Ssemakadde has raised legal and constitutional concerns over a reported presidential directive seeking verification of the citizenship status of recently appointed Cabinet nominees, arguing that the matter must strictly follow constitutional procedure and due process.
Ssemakadde said the issue touches on key provisions of Uganda’s constitutional and statutory framework governing eligibility for public office.
“At first glance, this memo raises several immediate legal and constitutional questions under Uganda’s Citizenship and Immigration Control Act and the 1995 Constitution (as amended),” he stated.
He noted that while the President has authority to ensure that appointees meet legal requirements, the verification process must be anchored in the Constitution.
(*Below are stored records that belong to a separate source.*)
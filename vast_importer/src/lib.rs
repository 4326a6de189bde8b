//! Imbues each inbound batch with a contiguous id range and tees it to the archive and index,
//! in that order, so a lookup by id is never served before the matching query hit exists
//! (spec.md §5 ordering guarantee), grounded on `importer.h`'s `identifier`/`archive`/`index`
//! collaborators.
#![deny(rustdoc::broken_intra_doc_links, rustdoc::bare_urls, rust_2018_idioms)]
#![warn(missing_docs, clippy::clone_on_ref_ptr)]

pub mod error;

pub use error::Error;

use observability_deps::tracing::debug;
use std::ops::Range;
use std::sync::Arc;
use vast_archive::Archive;
use vast_identifier::Identifier;
use vast_index::Index;
use vast_types::{Event, EventId};

use error::Result;

/// Assigns ids and routes a batch through the archive and index.
pub struct Importer {
    identifier: Arc<Identifier>,
    archive: Arc<Archive>,
    index: Arc<Index>,
}

impl Importer {
    /// Construct an importer over an already-open identifier, archive, and index.
    pub fn new(identifier: Arc<Identifier>, archive: Arc<Archive>, index: Arc<Index>) -> Self {
        Self {
            identifier,
            archive,
            index,
        }
    }

    /// Reserve an id range sized to `batch`, assign ids in order, then persist the batch to the
    /// archive and index. Returns the assigned range (empty range at `EventId::INVALID` if
    /// `batch` was empty).
    ///
    /// A single-threaded caller sees archive and index writes land in the same order across
    /// calls, so no explicit barrier between the two is required here (spec.md §5).
    pub fn import(&self, mut batch: Vec<Event>) -> Result<Range<EventId>> {
        if batch.is_empty() {
            return Ok(EventId::INVALID..EventId::INVALID);
        }

        let range = self.identifier.reserve(batch.len() as u64)?;
        for (event, id) in batch.iter_mut().zip(range.clone()) {
            event.assign_id(id);
        }
        debug!(count = batch.len(), first = %range.start, last = %range.end, "importing batch");

        self.archive.ingest(&batch)?;
        self.index.write(&batch)?;
        Ok(range)
    }
}

#[cfg(test)]
mod tests {
    use super::*;
    use metric::Registry;
    use vast_archive::ArchiveConfig;
    use vast_index::IndexConfig;
    use vast_kv::{KvStore, KvStoreConfig};
    use vast_time::{MockProvider, Time};
    use vast_types::expr::{Expr, Operand, RelOp};
    use vast_types::types::Shape;
    use vast_types::{Field, Type, Value};

    fn make_pending_event(ts: i64, x: i64) -> Event {
        let ty = Type::new(Shape::Record(vec![Field::new("x", Type::new(Shape::Int))])).named("t");
        Event::pending(Time::from_timestamp_nanos(ts), ty, Value::Record(vec![Value::Int(x)]))
    }

    fn importer(dir: &std::path::Path) -> Importer {
        let registry = Registry::new();
        let store = KvStore::new(KvStoreConfig::default());
        let clock = Arc::new(MockProvider::new(Time::from_timestamp_nanos(0)));
        let identifier = Arc::new(Identifier::new(
            store,
            Arc::clone(&clock),
            vast_identifier::IdentifierConfig::default(),
        ));
        let archive = Archive::new(dir.join("archive"), ArchiveConfig::default(), &registry).unwrap();
        let index = Index::open(dir.join("index"), IndexConfig::default(), clock, &registry).unwrap();
        Importer::new(identifier, archive, index)
    }

    #[test]
    fn import_assigns_contiguous_ids() {
        let dir = tempfile::tempdir().unwrap();
        let importer = importer(dir.path());
        let batch = vec![make_pending_event(1, 1), make_pending_event(2, 2), make_pending_event(3, 3)];

        let range = importer.import(batch).unwrap();
        assert_eq!(range.end.get() - range.start.get(), 3);
    }

    #[test]
    fn empty_batch_returns_invalid_range() {
        let dir = tempfile::tempdir().unwrap();
        let importer = importer(dir.path());
        let range = importer.import(Vec::new()).unwrap();
        assert_eq!(range.start, EventId::INVALID);
        assert_eq!(range.end, EventId::INVALID);
    }

    #[test]
    fn imported_batch_is_findable_in_archive_and_index() {
        let dir = tempfile::tempdir().unwrap();
        let importer = importer(dir.path());
        let batch = vec![make_pending_event(10, 7), make_pending_event(20, 8)];

        let range = importer.import(batch).unwrap();
        let first_id = range.start;

        let chunk = importer.archive.lookup(first_id).unwrap();
        assert!(chunk.is_some());

        let ty = Type::new(Shape::Record(vec![Field::new("x", Type::new(Shape::Int))])).named("t");
        let expr = Expr::predicate(Operand::EventType, RelOp::Eq, Operand::TypeExtractor(ty));
        let hits = importer.index.query(&expr).unwrap();
        assert_eq!(hits.len(), 2);
    }

    #[test]
    fn successive_imports_keep_assigning_forward() {
        let dir = tempfile::tempdir().unwrap();
        let importer = importer(dir.path());
        let first = importer.import(vec![make_pending_event(1, 1)]).unwrap();
        let second = importer.import(vec![make_pending_event(2, 2)]).unwrap();
        assert_eq!(first.end, second.start);
    }
}
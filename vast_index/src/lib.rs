//! Manages the lifecycle of all partitions and schedules them against a capacity budget
//! (spec.md §4.5), grounded on `index.cc`'s round-robin active-partition ingestion,
//! time-pruned historical dispatch, and continuous query dispatch.
//!
//! The original is an actor juggling a `schedule` FIFO and per-partition task actors so it can
//! overlap many in-flight queries across a bounded passive set. Without an actor mailbox,
//! [`Index::query`] instead walks candidate partitions synchronously, relying on the same LRU
//! capacity bound to keep at most `passive_partitions_in_memory` sealed partitions resident at
//! once. Continuous queries have no such FIFO to begin with (spec.md §4.4, §4.5): they are
//! installed directly on every active partition, and [`Index::write`] returns whatever each one
//! newly matched so the caller can deliver it, in place of a sink actor.
#![deny(rustdoc::broken_intra_doc_links, rustdoc::bare_urls, rust_2018_idioms)]
#![warn(missing_docs, clippy::clone_on_ref_ptr)]

pub mod error;
mod lru;
mod meta;

pub use error::Error;

use lru::LruCache;
use metric::{Registry, U64Counter};
use observability_deps::tracing::{debug, warn};
use parking_lot::Mutex;
use std::collections::{HashMap, HashSet};
use std::path::PathBuf;
use std::sync::Arc;
use uuid::Uuid;
use vast_bitmap::Bitmap;
use vast_partition::{Partition, PartitionConfig};
use vast_time::{Time, TimeProvider};
use vast_types::expr::restrictor;
use vast_types::{Event, EventId, Expr};

use error::Result;

/// Index configuration (spec.md §4.5: "`max_events_per_partition`, `active_partitions` (N),
/// `passive_partitions_in_memory` (M)").
#[derive(Debug, Clone, Copy)]
pub struct IndexConfig {
    /// A partition is retired and replaced once its event count would exceed this on the next
    /// batch.
    pub max_events_per_partition: u64,
    /// Number of partitions kept resident and actively accepting writes.
    pub active_partitions: usize,
    /// Maximum number of sealed (passive) partitions kept resident for querying at once.
    pub passive_partitions_in_memory: usize,
    /// Per-partition overload watermark, forwarded to every spawned [`Partition`].
    pub partition_overload_watermark: u64,
}

impl Default for IndexConfig {
    fn default() -> Self {
        Self {
            max_events_per_partition: 1 << 20,
            active_partitions: 1,
            passive_partitions_in_memory: 4,
            partition_overload_watermark: vast_partition::DEFAULT_OVERLOAD_WATERMARK,
        }
    }
}

/// Persisted bookkeeping for one partition (spec.md §4.5 `partition_state`).
#[derive(Debug, Clone, Copy)]
pub struct PartitionMeta {
    /// Events written so far.
    pub events: u64,
    /// Wall-clock time of the last write.
    pub last_modified: Time,
    /// Earliest event timestamp.
    pub from: Time,
    /// Latest event timestamp.
    pub to: Time,
}

impl Default for PartitionMeta {
    fn default() -> Self {
        Self {
            events: 0,
            last_modified: Time::MIN,
            from: Time::MAX,
            to: Time::MIN,
        }
    }
}

struct IndexMetrics {
    events_written: U64Counter,
    partitions_retired: U64Counter,
    passive_loads: U64Counter,
}

impl IndexMetrics {
    fn new(registry: &Registry) -> Self {
        Self {
            events_written: registry
                .register_metric::<U64Counter>("index_events_written", "events forwarded to a partition")
                .recorder(&[]),
            partitions_retired: registry
                .register_metric::<U64Counter>("index_partitions_retired", "active partitions retired on overflow")
                .recorder(&[]),
            passive_loads: registry
                .register_metric::<U64Counter>("index_passive_loads", "partitions loaded from disk for a query")
                .recorder(&[]),
        }
    }
}

/// Opaque handle for one continuous-query subscriber, returned by
/// [`Index::subscribe_continuous`] and consumed by [`Index::unsubscribe`] (spec.md §4.5
/// "Subscriber lifecycle").
#[derive(Debug, Clone, Copy, PartialEq, Eq, Hash)]
pub struct SubscriberId(u64);

/// One continuous query's new hits for one subscriber, as reported by a single [`Index::write`]
/// call (spec.md §4.4 "Continuous query": "forwarding hits to the sink"). With no actor mailbox
/// to deliver into, this stands in for the sink: the caller is responsible for routing each
/// delivery to whatever transport `subscriber` corresponds to.
#[derive(Debug, Clone, PartialEq, Eq)]
pub struct ContinuousDelivery {
    /// Which subscriber this delivery is for.
    pub subscriber: SubscriberId,
    /// The continuous query expression that matched.
    pub expr: Expr,
    /// Event ids newly matched by this query in this batch.
    pub ids: Vec<EventId>,
}

struct ContinuousQuery {
    subscribers: HashSet<SubscriberId>,
}

struct State {
    partitions: HashMap<Uuid, PartitionMeta>,
    active: Vec<(Uuid, Arc<Partition>)>,
    next_active: usize,
    /// `queries` restricted to its continuous half (spec.md §4.5's `queries: map<expression,
    /// {subscribers, historical_state, continuous_state}>`); historical queries are resolved
    /// once per call by `vast_query::Query` instead of being tracked here.
    continuous: HashMap<Expr, ContinuousQuery>,
    next_subscriber: u64,
}

/// Owns every partition directory under `dir`, load-balancing writes across a fixed-size active
/// ring and dispatching historical queries to the partitions whose time span can satisfy them
/// (spec.md §4.5).
pub struct Index {
    dir: PathBuf,
    meta_path: PathBuf,
    config: IndexConfig,
    clock: Arc<dyn TimeProvider>,
    state: Mutex<State>,
    passive: Mutex<LruCache<Arc<Partition>>>,
    metrics: IndexMetrics,
}

impl Index {
    /// Open (or initialize) an index rooted at `dir`: recover partition meta from `meta` if
    /// present, then load up to `active_partitions` existing partitions (most-recently-modified
    /// first, skipping any already at capacity) into the active ring, padding with fresh
    /// partitions as needed (spec.md §4.5, grounded on `index::make`'s startup scan).
    pub fn open(
        dir: PathBuf,
        config: IndexConfig,
        clock: Arc<dyn TimeProvider>,
        registry: &Registry,
    ) -> Result<Arc<Self>> {
        let meta_path = dir.join("meta");
        let partitions = if meta_path.exists() {
            meta::read_meta(&meta_path)?
        } else {
            HashMap::new()
        };

        let mut candidates: Vec<(Uuid, PartitionMeta)> = partitions
            .iter()
            .filter(|(_, m)| m.events < config.max_events_per_partition)
            .map(|(u, m)| (*u, *m))
            .collect();
        candidates.sort_by(|a, b| b.1.last_modified.cmp(&a.1.last_modified));

        let mut active = Vec::with_capacity(config.active_partitions);
        let mut partitions = partitions;
        for i in 0..config.active_partitions {
            let uuid = candidates.get(i).map(|(u, _)| *u).unwrap_or_else(Uuid::new_v4);
            let partition = Partition::open(
                dir.join(uuid.to_string()),
                uuid,
                PartitionConfig {
                    overload_watermark: config.partition_overload_watermark,
                },
            )?;
            partitions.entry(uuid).or_default();
            active.push((uuid, Arc::new(partition)));
        }

        let passive_capacity = config.passive_partitions_in_memory;
        Ok(Arc::new(Self {
            dir,
            meta_path,
            config,
            clock,
            state: Mutex::new(State {
                partitions,
                active,
                next_active: 0,
                continuous: HashMap::new(),
                next_subscriber: 0,
            }),
            passive: Mutex::new(LruCache::new(passive_capacity, |uuid, partition: Arc<Partition>| {
                debug!(%uuid, "evicts passive partition");
                if let Err(error) = partition.flush() {
                    warn!(%uuid, %error, "failed to flush partition on eviction");
                }
            })),
            metrics: IndexMetrics::new(registry),
        }))
    }

    /// Forward a batch to the next active partition in round-robin order, retiring it for a
    /// fresh one first if the batch would overflow `max_events_per_partition` (spec.md §4.5
    /// ingestion). A retired partition's continuous queries transfer to its replacement (spec.md
    /// §4.5 "Continuous dispatch").
    ///
    /// Returns one [`ContinuousDelivery`] per `(continuous query, subscriber)` pair that matched
    /// a row in this batch.
    pub fn write(&self, events: &[Event]) -> Result<Vec<ContinuousDelivery>> {
        let Some((first, last)) = events.first().zip(events.last()) else {
            return Ok(Vec::new());
        };
        let (first_ts, last_ts) = (first.timestamp(), last.timestamp());

        let mut state = self.state.lock();
        let idx = state.next_active % state.active.len();
        state.next_active = state.next_active.wrapping_add(1);

        let (mut uuid, mut partition) = state.active[idx].clone();
        let current_events = state.partitions.get(&uuid).map_or(0, |m| m.events);
        if current_events > 0 && current_events + events.len() as u64 > self.config.max_events_per_partition {
            debug!(%uuid, "retires active partition on overflow");
            partition.flush()?;
            uuid = Uuid::new_v4();
            partition = Arc::new(Partition::open(
                self.dir.join(uuid.to_string()),
                uuid,
                PartitionConfig {
                    overload_watermark: self.config.partition_overload_watermark,
                },
            )?);
            for expr in state.continuous.keys() {
                partition.install_continuous(expr.clone());
            }
            state.active[idx] = (uuid, Arc::clone(&partition));
            self.metrics.partitions_retired.inc(1);
        }

        let continuous_hits = partition.write(events)?;
        let meta = state.partitions.entry(uuid).or_default();
        meta.events += events.len() as u64;
        meta.last_modified = self.clock.now();
        meta.from = meta.from.min(first_ts);
        meta.to = meta.to.max(last_ts);
        self.metrics.events_written.inc(events.len() as u64);

        let mut deliveries = Vec::new();
        for (expr, ids) in continuous_hits {
            if let Some(query) = state.continuous.get(&expr) {
                for &subscriber in &query.subscribers {
                    deliveries.push(ContinuousDelivery {
                        subscriber,
                        expr: expr.clone(),
                        ids: ids.clone(),
                    });
                }
            }
        }
        Ok(deliveries)
    }

    /// Install `expr` as a continuous query on every active partition and register the caller as
    /// its first subscriber (spec.md §4.5 "Continuous dispatch"). If `expr` is already an
    /// installed continuous query, this only adds another subscriber; it is not re-installed.
    pub fn subscribe_continuous(&self, expr: Expr) -> SubscriberId {
        let mut state = self.state.lock();
        let id = SubscriberId(state.next_subscriber);
        state.next_subscriber += 1;

        if let Some(query) = state.continuous.get_mut(&expr) {
            query.subscribers.insert(id);
        } else {
            let mut subscribers = HashSet::new();
            subscribers.insert(id);
            state.continuous.insert(expr.clone(), ContinuousQuery { subscribers });
            for (_, partition) in &state.active {
                partition.install_continuous(expr.clone());
            }
        }
        id
    }

    /// Remove `subscriber` from every continuous query, disabling (and uninstalling from every
    /// active partition) any query whose last subscriber this was (spec.md §4.5 "Subscriber
    /// lifecycle": "when the last subscriber leaves a continuous query, disable it").
    pub fn unsubscribe(&self, subscriber: SubscriberId) {
        let mut state = self.state.lock();
        let mut emptied = Vec::new();
        for (expr, query) in state.continuous.iter_mut() {
            query.subscribers.remove(&subscriber);
            if query.subscribers.is_empty() {
                emptied.push(expr.clone());
            }
        }
        for expr in emptied {
            state.continuous.remove(&expr);
            for (_, partition) in &state.active {
                partition.remove_continuous(&expr);
            }
            debug!(?expr, "last subscriber left; disabled continuous query");
        }
    }

    /// Evaluate `expr` against every partition whose `[from, to]` span survives the time-range
    /// restrictor, returning the union of matching event ids (spec.md §4.5 historical dispatch,
    /// §4.6 "accumulate hits from the index").
    ///
    /// Active partitions are queried in place; passive (sealed) ones are loaded from disk into
    /// the bounded LRU on demand, evicting and flushing the least-recently-used entry if the
    /// cache is full.
    pub fn query(&self, expr: &Expr) -> Result<Vec<EventId>> {
        let candidates: Vec<Uuid> = {
            let state = self.state.lock();
            state
                .partitions
                .iter()
                .filter(|(_, meta)| meta.events > 0 && restrictor::restrict(expr, meta.from, meta.to))
                .map(|(uuid, _)| *uuid)
                .collect()
        };

        let mut hits = Vec::new();
        for uuid in candidates {
            let partition = self.resolve_partition(uuid)?;
            let bitmap: Bitmap = partition.evaluate(expr);
            hits.extend(partition.hits_to_event_ids(&bitmap));
        }
        hits.sort_by_key(|id| id.get());
        hits.dedup();
        Ok(hits)
    }

    fn resolve_partition(&self, uuid: Uuid) -> Result<Arc<Partition>> {
        {
            let state = self.state.lock();
            if let Some((_, partition)) = state.active.iter().find(|(u, _)| *u == uuid) {
                return Ok(Arc::clone(partition));
            }
        }
        let mut passive = self.passive.lock();
        if let Some(partition) = passive.get(&uuid) {
            return Ok(Arc::clone(partition));
        }
        debug!(%uuid, "loads passive partition for query");
        let partition = Arc::new(Partition::open(
            self.dir.join(uuid.to_string()),
            uuid,
            PartitionConfig {
                overload_watermark: self.config.partition_overload_watermark,
            },
        )?);
        passive.insert(uuid, Arc::clone(&partition));
        self.metrics.passive_loads.inc(1);
        Ok(partition)
    }

    /// Flush every active partition and the meta table to disk (spec.md §4.5).
    pub fn flush(&self) -> Result<()> {
        let state = self.state.lock();
        for (_, partition) in &state.active {
            partition.flush()?;
        }
        meta::write_meta(&self.meta_path, &state.partitions)?;
        Ok(())
    }
}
“The President has a legitimate interest in ensuring that cabinet members meet constitutional requirements. Article 99(4) of the Constitution and Section 10 of the Leadership Code Act require public officers especially ministers to be Ugandan citizens. Dual citizenship is prohibited for certain high offices unless expressly allowed by law (which it generally isn’t for ministers),” Ssemakadde said.
On procedure, he stressed that any inquiry must observe fairness and allow those affected to respond before conclusions are reached.
“The directive to the Director of Citizenship and Immigration Control is fine as an administrative inquiry, but the named individuals should be given a right to respond before any adverse finding is made or acted upon,” he added.
Ssemakadde also pointed to what he described as a possible institutional gap in vetting processes, noting that the same appointing authority is now seeking to verify eligibility after appointments were made.
“The President personally appointed these persons. If any lacks sole Ugandan citizenship, it may raise questions about vetting processes before appointment which could suggest procedural lapses in the State House Appointments Secretariat,” he said.
He further questioned the short timeline reportedly given for verification.
“The 4-day deadline (from 28 May to 1 June 2026) is extremely tight. It risks incomplete verification, especially for bases of acquisition (naturalisation, registration, birth abroad, marriage, etc.), which may require diplomatic liaison,” he noted.
Ssemakadde recommended that the immigration authority be given more time to complete a proper review.
“The Director should request a short extension say, 7 working days to allow due diligence, including Oath of Allegiance records, passport issuance logs, and correspondence with foreign embassies where needed,” he said.
He concluded that if any appointees are found to hold dual citizenship contrary to legal requirements, constitutional mechanisms must be followed.
“Ultimately, if dual citizenship is found, the President should be prepared to invoke Article 113(1) on removal or reassignment, or seek a court interpretation where the facts are contested. The principle of legality must prevail over political convenience,” Ssemakadde stated.